● **The task**: Find all lines with the word "wide" in the material, then copy them.

● **Source material**:
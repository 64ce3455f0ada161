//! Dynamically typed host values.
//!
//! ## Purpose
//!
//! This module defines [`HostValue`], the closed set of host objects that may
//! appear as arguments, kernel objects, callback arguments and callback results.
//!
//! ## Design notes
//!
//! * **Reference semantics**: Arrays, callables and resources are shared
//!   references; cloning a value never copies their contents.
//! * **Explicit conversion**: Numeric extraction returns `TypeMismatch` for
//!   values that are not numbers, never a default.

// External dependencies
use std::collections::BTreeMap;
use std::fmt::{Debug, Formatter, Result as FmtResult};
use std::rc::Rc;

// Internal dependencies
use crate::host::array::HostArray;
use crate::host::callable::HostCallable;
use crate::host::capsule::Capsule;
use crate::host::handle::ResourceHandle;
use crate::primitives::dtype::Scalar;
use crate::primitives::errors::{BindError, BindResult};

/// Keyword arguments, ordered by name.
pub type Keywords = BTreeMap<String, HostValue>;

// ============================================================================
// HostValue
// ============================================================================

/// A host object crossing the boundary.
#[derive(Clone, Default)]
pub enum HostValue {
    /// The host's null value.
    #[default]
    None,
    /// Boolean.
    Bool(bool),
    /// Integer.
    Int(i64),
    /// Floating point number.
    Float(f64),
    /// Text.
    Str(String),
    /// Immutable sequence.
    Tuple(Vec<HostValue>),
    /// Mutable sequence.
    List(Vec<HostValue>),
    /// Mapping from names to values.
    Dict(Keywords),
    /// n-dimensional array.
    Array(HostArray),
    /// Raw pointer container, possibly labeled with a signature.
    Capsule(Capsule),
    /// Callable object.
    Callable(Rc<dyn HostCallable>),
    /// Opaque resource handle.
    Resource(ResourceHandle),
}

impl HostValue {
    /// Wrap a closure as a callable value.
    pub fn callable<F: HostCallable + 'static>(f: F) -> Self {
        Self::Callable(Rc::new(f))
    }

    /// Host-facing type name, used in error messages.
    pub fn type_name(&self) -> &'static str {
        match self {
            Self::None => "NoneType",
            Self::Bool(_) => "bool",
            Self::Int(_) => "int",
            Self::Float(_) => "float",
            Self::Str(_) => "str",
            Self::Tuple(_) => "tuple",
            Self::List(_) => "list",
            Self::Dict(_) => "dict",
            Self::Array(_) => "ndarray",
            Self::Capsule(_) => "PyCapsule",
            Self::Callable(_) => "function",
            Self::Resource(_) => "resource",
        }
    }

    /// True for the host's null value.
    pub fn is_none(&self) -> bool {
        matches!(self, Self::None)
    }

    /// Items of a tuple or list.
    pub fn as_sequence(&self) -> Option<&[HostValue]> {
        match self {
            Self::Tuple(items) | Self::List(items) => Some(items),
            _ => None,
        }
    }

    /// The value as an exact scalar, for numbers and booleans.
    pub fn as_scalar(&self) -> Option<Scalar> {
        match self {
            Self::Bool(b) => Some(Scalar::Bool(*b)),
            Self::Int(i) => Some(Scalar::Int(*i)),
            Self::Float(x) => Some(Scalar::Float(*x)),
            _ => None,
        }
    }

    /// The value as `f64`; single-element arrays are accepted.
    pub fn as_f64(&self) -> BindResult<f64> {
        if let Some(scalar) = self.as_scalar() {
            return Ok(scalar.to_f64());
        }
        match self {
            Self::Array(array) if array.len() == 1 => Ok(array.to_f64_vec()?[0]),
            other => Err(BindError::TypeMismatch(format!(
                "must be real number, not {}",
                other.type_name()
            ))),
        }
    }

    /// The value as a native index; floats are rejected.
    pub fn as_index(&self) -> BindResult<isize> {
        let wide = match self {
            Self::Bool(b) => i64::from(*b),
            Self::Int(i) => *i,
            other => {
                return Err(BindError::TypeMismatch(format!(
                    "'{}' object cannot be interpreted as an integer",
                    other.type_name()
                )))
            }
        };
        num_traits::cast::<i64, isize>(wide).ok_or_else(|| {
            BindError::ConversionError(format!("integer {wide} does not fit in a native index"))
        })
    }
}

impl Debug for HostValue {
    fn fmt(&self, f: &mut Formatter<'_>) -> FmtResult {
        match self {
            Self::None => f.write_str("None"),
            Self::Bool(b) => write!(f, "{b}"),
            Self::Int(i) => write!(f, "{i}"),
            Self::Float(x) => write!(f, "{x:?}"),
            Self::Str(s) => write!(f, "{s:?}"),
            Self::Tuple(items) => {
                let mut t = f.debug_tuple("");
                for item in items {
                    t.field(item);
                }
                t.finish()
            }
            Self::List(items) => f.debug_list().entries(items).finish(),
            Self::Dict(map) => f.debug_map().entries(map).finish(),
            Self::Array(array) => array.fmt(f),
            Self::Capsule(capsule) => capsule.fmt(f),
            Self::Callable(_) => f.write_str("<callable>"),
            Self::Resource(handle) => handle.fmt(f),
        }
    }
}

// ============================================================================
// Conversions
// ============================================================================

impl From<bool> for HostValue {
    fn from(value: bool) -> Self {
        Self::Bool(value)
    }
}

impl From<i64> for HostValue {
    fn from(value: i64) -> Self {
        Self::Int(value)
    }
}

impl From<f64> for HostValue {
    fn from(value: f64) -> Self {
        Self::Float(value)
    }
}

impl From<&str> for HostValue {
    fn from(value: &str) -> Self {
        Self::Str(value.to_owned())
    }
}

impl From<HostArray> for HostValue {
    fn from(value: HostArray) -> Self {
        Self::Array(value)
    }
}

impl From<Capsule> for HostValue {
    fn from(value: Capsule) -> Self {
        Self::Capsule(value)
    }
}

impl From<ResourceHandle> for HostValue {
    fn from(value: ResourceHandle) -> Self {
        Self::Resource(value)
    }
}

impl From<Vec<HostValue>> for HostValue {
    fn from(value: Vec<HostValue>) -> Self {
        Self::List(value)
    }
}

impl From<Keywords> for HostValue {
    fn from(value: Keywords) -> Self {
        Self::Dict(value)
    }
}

● **Output below**:
        let wide = match self {
        num_traits::cast::<i64, isize>(wide).ok_or_else(|| {
            BindError::ConversionError(format!("integer {wide} does not fit in a native index"))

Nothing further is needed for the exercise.